Electric vehicles are the future, but they’re also the present. In 2019, about 2% of light vehicles sold globally were all-electric. Magna sees that number hitting 15% by 2030. That works out to roughly 15 million EVs a year, accounting for normal industry sales growth, a trend that could get a boost by the pandemic.

For Magna, the shift to EVs isn’t an existential crisis. It makes chassis and vehicle bodies for all kinds of cars, and has a powertrain division that offers hybrid transmissions and products for all-electric vehicles, as well. Magna is also a key supplier of things all cars have—regardless of the motor—such as antilock brakes, mirrors, and seats.

Steyr is the icing on the cake. Magna’s assembly division was formed in 2001 after it bought assets from Steyr-Daimler-Puch in 1998. But Steyr, which can make about 200,000 vehicles a year in Europe and another 150,000 in a Chinese joint venture, has been making cars longer than that, starting with the Mercedes G-Class in 1979. Over time, Steyr has manufactured more than 3.7 million vehicles, including the BMW 5 Series, the all-electric Jaguar I-Pace, and the Toyota Supra. It currently has a memorandum of understanding with Fisker to make its Ocean SUV, has had talks with EV start-up Canoo, and manufactures the ArcFox Alpha-T, the first EV to emerge from the Chinese venture.

In addition to assembling cars, Steyr has thousands of engineers who can design vehicles, too. It’s essentially car development and manufacturing as a service. “Auto makers love our flexibility; we can manage industry volatility better,” says Frank Klein, head of the Steyr division. “We are fully booked on the engineer side through next year.”

Magna doesn’t trade like a hot EV stock. Its shares have dropped 8% in 2020, better than auto-part rivals like Aptiv (APTV) and German parts giant Continental (CON.Germany), but far from the average gain of 330% gain this year in EV stocks tracked by Barron’s.

That’s because automotive companies, Magna included, are very cyclical. Few auto companies, and none as large as Magna, can escape a global downturn in auto sales. Magna is expected to earn $2 a share in 2020, down from $6 a share in 2019, before bouncing back to $5 in 2021. As a result, it trades at just 10 times next year’s earnings, a steep discount to the 21 times valuation multiple of the S&P 500 index.

Historically, the best time to buy auto-supplier stocks is when global auto volumes are picking up. In the U.S., auto sales dropped to below a nine million annualized rate in April and have bounced back to about 14.5 million units annually.
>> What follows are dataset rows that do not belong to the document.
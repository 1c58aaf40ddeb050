//! Output representations: one serializer per media type.
//!
//! A representation turns handler data into a [`Response`]. It owns the
//! encoding; the status and headers come from the handler's
//! [`Output`](crate::Output). Register extra ones on the [`Api`](crate::Api):
//!
//! ```rust
//! use astor_restful::{Api, ContentType, Response};
//! use http::{HeaderMap, StatusCode};
//! use serde_json::Value;
//!
//! fn csv(data: &Value, status: StatusCode, headers: HeaderMap) -> Response {
//!     let rows = data.as_array().cloned().unwrap_or_default();
//!     let body: String = rows.iter().map(|r| format!("{r}\n")).collect();
//!     Response::builder().status(status).headers(headers).bytes(ContentType::Csv, body)
//! }
//!
//! let api = Api::new().representation("text/csv", csv);
//! ```

use std::fmt;
use std::sync::Arc;

use http::{HeaderMap, StatusCode};
use serde::Deserialize;
use serde_json::Value;
use tracing::error;

use crate::response::Response;

pub const APPLICATION_JSON: &str = "application/json";

/// A serializer registered for one media type.
pub trait Representation: Send + Sync + 'static {
    fn render(&self, data: &Value, status: StatusCode, headers: HeaderMap) -> Response;
}

impl<F> Representation for F
where
    F: Fn(&Value, StatusCode, HeaderMap) -> Response + Send + Sync + 'static,
{
    fn render(&self, data: &Value, status: StatusCode, headers: HeaderMap) -> Response {
        self(data, status, headers)
    }
}

// ── JSON ──────────────────────────────────────────────────────────────────────

/// Options for the built-in JSON representation.
#[derive(Clone, Copy, Debug, Default, PartialEq, Eq, Deserialize)]
#[serde(default)]
pub struct JsonSettings {
    /// Indent the output instead of writing it compactly.
    pub pretty: bool,
}

/// The default representation: JSON followed by a newline.
#[derive(Clone, Copy, Debug, Default)]
pub struct Json {
    settings: JsonSettings,
}

impl Json {
    pub fn new(settings: JsonSettings) -> Self {
        Self { settings }
    }
}

impl Representation for Json {
    fn render(&self, data: &Value, status: StatusCode, headers: HeaderMap) -> Response {
        let encoded = if self.settings.pretty {
            serde_json::to_vec_pretty(data)
        } else {
            serde_json::to_vec(data)
        };
        match encoded {
            Ok(mut body) => {
                body.push(b'\n');
                Response::builder().status(status).headers(headers).json(body)
            }
            Err(e) => {
                error!("failed to encode JSON response: {e}");
                Response::status(StatusCode::INTERNAL_SERVER_ERROR)
            }
        }
    }
}

// ── Representations ───────────────────────────────────────────────────────────

/// Media type → representation, in registration order.
///
/// Starts with `application/json`. Registering a type that is already
/// present replaces its serializer in place.
#[derive(Clone)]
pub struct Representations {
    entries: Vec<(String, Arc<dyn Representation>)>,
}

impl Representations {
    /// A table holding only the JSON representation.
    pub fn new(json: JsonSettings) -> Self {
        Self { entries: vec![(APPLICATION_JSON.to_owned(), Arc::new(Json::new(json)))] }
    }

    /// A table with no representations at all.
    pub fn empty() -> Self {
        Self { entries: Vec::new() }
    }

    pub fn insert(&mut self, media_type: &str, repr: impl Representation) {
        let repr: Arc<dyn Representation> = Arc::new(repr);
        match self
            .entries
            .iter_mut()
            .find(|(m, _)| m.eq_ignore_ascii_case(media_type))
        {
            Some(entry) => entry.1 = repr,
            None => self.entries.push((media_type.to_owned(), repr)),
        }
    }

    pub fn get(&self, media_type: &str) -> Option<&dyn Representation> {
        self.entries
            .iter()
            .find(|(m, _)| m.eq_ignore_ascii_case(media_type))
            .map(|(_, r)| r.as_ref())
    }

    pub fn media_types(&self) -> impl Iterator<Item = &str> {
        self.entries.iter().map(|(m, _)| m.as_str())
    }

    pub fn len(&self) -> usize {
        self.entries.len()
    }

    pub fn is_empty(&self) -> bool {
        self.entries.is_empty()
    }
}

impl Default for Representations {
    fn default() -> Self {
        Self::new(JsonSettings::default())
    }
}

impl fmt::Debug for Representations {
    fn fmt(&self, f: &mut fmt::Formatter<'_>) -> fmt::Result {
        f.debug_list().entries(self.media_types()).finish()
    }
}

#[cfg(test)]
mod tests {
    use super::*;
    use serde_json::json;

    #[test]
    fn json_appends_newline() {
        let res = Json::default().render(&json!({"a": 1}), StatusCode::CREATED, HeaderMap::new());
        assert_eq!(res.status_code(), StatusCode::CREATED);
        assert_eq!(res.body(), b"{\"a\":1}\n");
    }

    #[test]
    fn pretty_json_is_indented() {
        let res = Json::new(JsonSettings { pretty: true })
            .render(&json!({"a": 1}), StatusCode::OK, HeaderMap::new());
        assert_eq!(res.body(), b"{\n  \"a\": 1\n}\n");
    }

    #[test]
    fn empty_table_starts_without_json() {
        let mut table = Representations::empty();
        assert!(table.is_empty());
        assert!(table.get(APPLICATION_JSON).is_none());
        table.insert("text/csv", |_: &Value, s: StatusCode, _: HeaderMap| Response::status(s));
        assert_eq!(table.media_types().collect::<Vec<_>>(), vec!["text/csv"]);
        assert_eq!(Representations::default().len(), 1);
    }

    #[test]
    fn insert_replaces_in_place() {
        let mut table = Representations::default();
        table.insert("text/csv", |_: &Value, s: StatusCode, _: HeaderMap| Response::status(s));
        table.insert("application/json", |_: &Value, _: StatusCode, _: HeaderMap| {
            Response::text("custom")
        });
        assert_eq!(table.media_types().collect::<Vec<_>>(), vec!["application/json", "text/csv"]);
        let res = table
            .get("application/json")
            .unwrap()
            .render(&Value::Null, StatusCode::OK, HeaderMap::new());
        assert_eq!(res.body(), b"custom");
    }
}
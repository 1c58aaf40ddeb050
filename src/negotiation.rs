//! `Accept` header parsing and media-type selection.

/// One media range from an `Accept` header.
#[derive(Clone, Debug, PartialEq)]
pub struct MediaRange<'a> {
    /// `type/subtype` without parameters, e.g. `text/csv` or `*/*`.
    pub essence: &'a str,
    pub q: f32,
}

impl MediaRange<'_> {
    fn is_wildcard(&self) -> bool {
        self.essence == "*" || self.essence == "*/*"
    }

    /// `text` for a `text/*` range.
    fn major_wildcard(&self) -> Option<&str> {
        self.essence.strip_suffix("/*")
    }
}

/// Parses an `Accept` header into ranges in client-preference order.
///
/// Ranges are ordered by descending `q`; equal weights keep header order.
/// `q=0` ranges are dropped. A malformed weight counts as `1`.
pub fn parse_accept(header: &str) -> Vec<MediaRange<'_>> {
    let mut ranges: Vec<MediaRange<'_>> = header
        .split(',')
        .filter_map(|part| {
            let mut pieces = part.split(';');
            let essence = pieces.next()?.trim();
            if essence.is_empty() {
                return None;
            }
            let q = pieces
                .filter_map(|p| {
                    let (name, value) = p.split_once('=')?;
                    name.trim().eq_ignore_ascii_case("q").then_some(value)
                })
                .next()
                .map(|w| w.trim().parse::<f32>().unwrap_or(1.0).clamp(0.0, 1.0))
                .unwrap_or(1.0);
            Some(MediaRange { essence, q })
        })
        .filter(|r| r.q > 0.0)
        .collect();
    // `sort_by` is stable, which keeps header order among equal weights.
    ranges.sort_by(|a, b| b.q.total_cmp(&a.q));
    ranges
}

/// Picks the media type to answer with.
///
/// Walks the client's ranges in preference order; the first one naming an
/// `available` type wins. `type/*` matches the first available type with
/// that major type. `*/*`, a missing header, or no match at all give
/// `default`.
pub fn best_match<'a>(
    accept: Option<&str>,
    available: &[&'a str],
    default: Option<&'a str>,
) -> Option<&'a str> {
    let Some(header) = accept.filter(|h| !h.trim().is_empty()) else {
        return default;
    };

    for range in parse_accept(header) {
        if range.is_wildcard() {
            return default;
        }
        let found = match range.major_wildcard() {
            Some(major) => available.iter().find(|m| {
                m.split_once('/')
                    .is_some_and(|(t, _)| t.eq_ignore_ascii_case(major))
            }),
            None => available.iter().find(|m| m.eq_ignore_ascii_case(range.essence)),
        };
        if let Some(media) = found {
            return Some(*media);
        }
    }
    default
}

#[cfg(test)]
mod tests {
    use super::*;

    const JSON_ONLY: &[&str] = &["application/json"];
    const JSON_CSV: &[&str] = &["application/json", "text/csv"];

    #[test]
    fn orders_by_weight_then_position() {
        let ranges = parse_accept("text/html;q=0.5, text/csv, application/json;q=0.9, */*;q=0.1");
        let order: Vec<_> = ranges.iter().map(|r| r.essence).collect();
        assert_eq!(order, vec!["text/csv", "application/json", "text/html", "*/*"]);
    }

    #[test]
    fn zero_weight_is_refused() {
        let ranges = parse_accept("text/csv;q=0, application/json");
        assert_eq!(ranges.len(), 1);
        assert_eq!(ranges[0].essence, "application/json");
    }

    #[test]
    fn weight_parameter_name_ignores_case() {
        let ranges = parse_accept("text/csv;Q=0.5, application/json; charset=utf-8 ;q=0.8");
        let order: Vec<_> = ranges.iter().map(|r| (r.essence, r.q)).collect();
        assert_eq!(order, vec![("application/json", 0.8), ("text/csv", 0.5)]);
    }

    #[test]
    fn unknown_type_falls_back_to_default() {
        let picked = best_match(Some("application/xml"), JSON_ONLY, Some("application/json"));
        assert_eq!(picked, Some("application/json"));
    }

    #[test]
    fn first_registered_preference_wins() {
        assert_eq!(
            best_match(Some("application/xml, text/csv, application/json"), JSON_CSV, Some("application/json")),
            Some("text/csv")
        );
        assert_eq!(
            best_match(Some("text/csv;q=0.2, application/json"), JSON_CSV, Some("application/json")),
            Some("application/json")
        );
    }

    #[test]
    fn wildcards() {
        assert_eq!(best_match(Some("*/*"), JSON_CSV, Some("application/json")), Some("application/json"));
        assert_eq!(best_match(Some("text/*"), JSON_CSV, Some("application/json")), Some("text/csv"));
    }

    #[test]
    fn missing_header_and_no_default() {
        assert_eq!(best_match(None, JSON_CSV, Some("text/csv")), Some("text/csv"));
        assert_eq!(best_match(Some("   "), JSON_CSV, None), None);
        assert_eq!(best_match(Some("image/png"), JSON_CSV, None), None);
    }

    #[test]
    fn matching_is_case_insensitive() {
        assert_eq!(best_match(Some("Text/CSV"), JSON_CSV, None), Some("text/csv"));
    }
}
That’s still below the 16 million to 17 million units sold annually from 2014 to 2019, and IHS Markit recently hiked second-half 2020 production estimates for the U.S. and China, suggesting that the improvement can continue apace.

That alone makes Magna’s stock look attractive. “When the dust settles and there is an inflection point in the market, [Magna] will be among the best-performing names in the auto sector,” writes Benchmark analyst Mike Ward. He rates the shares Buy and has a $60 price target for the stock.
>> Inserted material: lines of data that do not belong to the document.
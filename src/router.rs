//! Radix-tree request router.
//!
//! One tree per HTTP method, plus a method-agnostic tree for handlers that
//! dispatch on the verb themselves (resource endpoints). O(path-length)
//! lookup via [`matchit`].

use std::collections::HashMap;
use std::sync::Arc;

use http::StatusCode;
use matchit::Router as MatchitRouter;

use crate::handler::{BoxedHandler, Handler};
use crate::method::Method;
use crate::request::Request;
use crate::response::Response;

/// The application router.
///
/// Build it once at startup; pass it to [`Server::serve`](crate::Server::serve).
/// Every registration returns `self` so calls chain naturally.
pub struct Router {
    routes: HashMap<Method, MatchitRouter<BoxedHandler>>,
    any: MatchitRouter<BoxedHandler>,
    fallback: Option<BoxedHandler>,
}

impl Router {
    pub fn new() -> Self {
        Self { routes: HashMap::new(), any: MatchitRouter::new(), fallback: None }
    }

    /// Register a handler for a method + path pair.
    ///
    /// Path parameters use `{name}` syntax; `req.param("name")` retrieves them.
    ///
    /// # Panics
    ///
    /// Panics if the path is malformed or conflicts with an existing route.
    pub fn on(mut self, method: Method, path: &str, handler: impl Handler) -> Self {
        self.routes
            .entry(method)
            .or_default()
            .insert(path, handler.into_boxed_handler())
            .unwrap_or_else(|e| panic!("invalid route `{method} {path}`: {e}"));
        self
    }

    /// Register a handler for every method on `path`.
    ///
    /// Method-specific routes registered with [`Router::on`] take precedence.
    ///
    /// # Panics
    ///
    /// Panics if the path is malformed or conflicts with an existing route.
    pub fn any(self, path: &str, handler: impl Handler) -> Self {
        self.any_erased(path, handler.into_boxed_handler())
    }

    pub(crate) fn any_erased(mut self, path: &str, handler: BoxedHandler) -> Self {
        self.any
            .insert(path, handler)
            .unwrap_or_else(|e| panic!("invalid route `{path}`: {e}"));
        self
    }

    /// Handler for requests no route matches. Without one the router answers
    /// a bare `404 Not Found`.
    pub fn fallback(self, handler: impl Handler) -> Self {
        self.fallback_erased(handler.into_boxed_handler())
    }

    pub(crate) fn fallback_erased(mut self, handler: BoxedHandler) -> Self {
        self.fallback = Some(handler);
        self
    }

    /// Routes one request and produces one response.
    pub async fn handle(&self, mut req: Request) -> Response {
        match self.lookup(req.method(), req.path()) {
            Some((handler, params)) => {
                req.set_params(params);
                handler.call(req).await
            }
            None => match &self.fallback {
                Some(handler) => handler.call(req).await,
                None => Response::status(StatusCode::NOT_FOUND),
            },
        }
    }

    fn lookup(&self, method: Method, path: &str) -> Option<(BoxedHandler, HashMap<String, String>)> {
        let matched = self
            .routes
            .get(&method)
            .and_then(|tree| tree.at(path).ok())
            .or_else(|| self.any.at(path).ok())?;
        let handler = Arc::clone(matched.value);
        let params = matched.params.iter()
            .map(|(k, v)| (k.to_owned(), v.to_owned()))
            .collect();
        Some((handler, params))
    }
}

impl Default for Router {
    fn default() -> Self { Self::new() }
}

#[cfg(test)]
mod tests {
    use super::*;

    async fn echo_id(req: Request) -> String {
        req.param("id").unwrap_or("none").to_owned()
    }

    async fn any_verb(req: Request) -> String {
        format!("any {}", req.method())
    }

    #[tokio::test]
    async fn method_routes_capture_params() {
        let router = Router::new().on(Method::Get, "/users/{id}", echo_id);
        let res = router
            .handle(Request::builder().uri("/users/42").build())
            .await;
        assert_eq!(res.body(), b"42");
    }

    #[tokio::test]
    async fn method_routes_beat_any_routes() {
        let router = Router::new()
            .on(Method::Get, "/things/{id}", echo_id)
            .any("/things/{id}", any_verb);
        let get = router.handle(Request::builder().uri("/things/7").build()).await;
        assert_eq!(get.body(), b"7");
        let put = router
            .handle(Request::builder().method(Method::Put).uri("/things/7").build())
            .await;
        assert_eq!(put.body(), b"any PUT");
    }

    #[tokio::test]
    async fn unmatched_uses_fallback_or_bare_404() {
        let bare = Router::new();
        let res = bare.handle(Request::builder().uri("/nope").build()).await;
        assert_eq!(res.status_code(), StatusCode::NOT_FOUND);
        assert!(res.body().is_empty());

        let with_fallback = Router::new().fallback(|_req: Request| async { StatusCode::GONE });
        let res = with_fallback.handle(Request::builder().uri("/nope").build()).await;
        assert_eq!(res.status_code(), StatusCode::GONE);
    }
}
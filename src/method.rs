//! HTTP method as a typed enum.
//!
//! Covers the RFC 9110 methods. A [`Resource`](crate::Resource) exposes one
//! async fn per variant; anything else is rejected by the server with
//! `405 Method Not Allowed` before it reaches a handler.

use std::fmt;
use std::str::FromStr;

/// A known HTTP method.
#[derive(Clone, Copy, Debug, Eq, Hash, PartialEq)]
pub enum Method {
    Connect,
    Delete,
    Get,
    Head,
    Options,
    Patch,
    Post,
    Put,
    Trace,
}

impl Method {
    /// Returns the uppercase wire representation (e.g. `"GET"`).
    pub fn as_str(self) -> &'static str {
        match self {
            Self::Connect => "CONNECT",
            Self::Delete  => "DELETE",
            Self::Get     => "GET",
            Self::Head    => "HEAD",
            Self::Options => "OPTIONS",
            Self::Patch   => "PATCH",
            Self::Post    => "POST",
            Self::Put     => "PUT",
            Self::Trace   => "TRACE",
        }
    }
}

/// Parses an uppercase method string (e.g. `"GET"`). Case-sensitive per RFC 9110 §9.1.
impl FromStr for Method {
    type Err = ();

    fn from_str(s: &str) -> Result<Self, Self::Err> {
        match s {
            "CONNECT" => Ok(Self::Connect),
            "DELETE"  => Ok(Self::Delete),
            "GET"     => Ok(Self::Get),
            "HEAD"    => Ok(Self::Head),
            "OPTIONS" => Ok(Self::Options),
            "PATCH"   => Ok(Self::Patch),
            "POST"    => Ok(Self::Post),
            "PUT"     => Ok(Self::Put),
            "TRACE"   => Ok(Self::Trace),
            _         => Err(()),
        }
    }
}

impl TryFrom<&http::Method> for Method {
    type Error = ();

    fn try_from(m: &http::Method) -> Result<Self, Self::Error> {
        m.as_str().parse()
    }
}

impl fmt::Display for Method {
    fn fmt(&self, f: &mut fmt::Formatter<'_>) -> fmt::Result {
        f.write_str(self.as_str())
    }
}
//! Unified infrastructure error type.

use thiserror::Error as ThisError;

/// The error type returned by the crate's fallible setup operations.
///
/// Request-level failures (404, 409, validation) are expressed as
/// [`ApiError`](crate::ApiError) values and rendered into responses. This type
/// surfaces the rest: binding to a port, accepting a connection, or editing
/// a parser that does not hold the named argument.
#[derive(Debug, ThisError)]
pub enum Error {
    #[error("io: {0}")]
    Io(#[from] std::io::Error),

    #[error("invalid socket address `{0}`")]
    InvalidAddress(String),

    #[error("argument `{0}` is not defined on this parser")]
    UnknownArgument(String),
}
And then there’s Steyr. It makes up 17% of Magna’s sales now, up from about 10% a decade ago—and it should only continue to grow, though just how much is hard to predict. After all, there has never been an era in the industry where new players, including non-automotive companies, look to disrupt the business without actually making cars themselves—until now. Steyr built Sony’s (SNE) Vision S prototype that the company showed off at the 2020 Consumer Electronics Show.
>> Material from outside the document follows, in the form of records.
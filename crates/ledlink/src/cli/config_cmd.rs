//! `config` subcommand — show the settings file location and values.

use super::{Config, ConfigOutput, GlobalOpts, Result, kv, kv_indent, kv_width, print_json};

pub(super) fn cmd_config(opts: &GlobalOpts) -> Result<()> {
    let config = super::settings(opts);
    let config_path = opts.config_path.clone().or_else(Config::path);
    let config_exists = config_path.as_ref().is_some_and(|p| p.exists());
    let problems: Vec<String> = match config.validate() {
        Ok(()) => Vec::new(),
        Err(errors) => errors.iter().map(ToString::to_string).collect(),
    };

    if opts.json {
        return print_json(&ConfigOutput {
            config_file: config_path.as_ref().map(|p| p.display().to_string()),
            config_file_exists: config_exists,
            settings: config,
            problems,
        });
    }

    let w = kv_width(
        &["Config file:"],
        &[
            "peer:",
            "port:",
            "sync_interval_ms:",
            "reply_timeout_ms:",
            "scan_window_ms:",
        ],
    );

    match &config_path {
        Some(p) if config_exists => kv("Config file:", format_args!("{} (loaded)", p.display()), w),
        Some(p) => kv(
            "Config file:",
            format_args!("{} (not found, using defaults)", p.display()),
            w,
        ),
        None => kv("Config file:", "(no config directory)", w),
    }
    println!();

    println!("Settings:");
    kv_indent("peer:", &config.peer, w);
    kv_indent("port:", config.port, w);
    kv_indent("sync_interval_ms:", config.sync_interval_ms, w);
    kv_indent("reply_timeout_ms:", config.reply_timeout_ms, w);
    kv_indent("scan_window_ms:", config.scan_window_ms, w);

    if !problems.is_empty() {
        println!();
        println!("Problems:");
        for p in &problems {
            println!("  {p}");
        }
    }
    Ok(())
}
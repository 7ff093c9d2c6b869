//! `get` subcommand — connect and print the device configuration.

use super::{
    ConfigField, DeviceOutput, Effect, GlobalOpts, Result, Rgb, color, kv, kv_indent, kv_width,
    print_json,
};

pub(super) fn cmd_get(opts: &GlobalOpts) -> Result<()> {
    let ctrl = super::connected(opts)?;
    let config = ctrl.config();
    let effect = Effect::from_index(config.effect);

    if opts.json {
        return print_json(&DeviceOutput {
            peer: ctrl.peer(),
            state: ctrl.state().to_string(),
            effect_name: effect.map(Effect::name),
            config,
        });
    }

    let names: Vec<String> = ConfigField::ALL.iter().map(|f| format!("{f}:")).collect();
    let mut indent: Vec<&str> = names.iter().map(String::as_str).collect();
    indent.push("solid color:");
    let w = kv_width(&["Peer:", "State:", "Networks:"], &indent);

    kv("Peer:", ctrl.peer(), w);
    kv("State:", ctrl.state(), w);
    println!();

    println!("Configuration:");
    for (field, label) in ConfigField::ALL.iter().zip(&names) {
        let value = config.get(*field);
        match (field, effect) {
            (ConfigField::Effect, Some(e)) => kv_indent(label, format_args!("{value} ({e})"), w),
            _ => kv_indent(label, value, w),
        }
    }
    kv_indent("solid color:", color::format_color(Rgb::from(config.solid_rgb())), w);
    println!();

    let networks = ctrl.networks();
    kv("Networks:", networks.len(), w);
    for (i, n) in networks.iter().enumerate() {
        println!("  [{}] {}", i + 1, n.ssid);
    }
    Ok(())
}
Steyr’s bull case is that auto-assembly sales growth in China and Europe—plus improving assembly margins, which nearly doubled from 2018 to 2019—could produce an extra $300 million in profit in coming years. That comes to about $1 more in earnings per share from Steyr.

U.S. assembly is also a possibility down the road, notes Klein. Alongside an auto recovery, shares could take out their previous 2018 high of $67, up about 33% from a recent close around $50.

It might not be another Tesla (TSLA), but Magna’s future looks bright.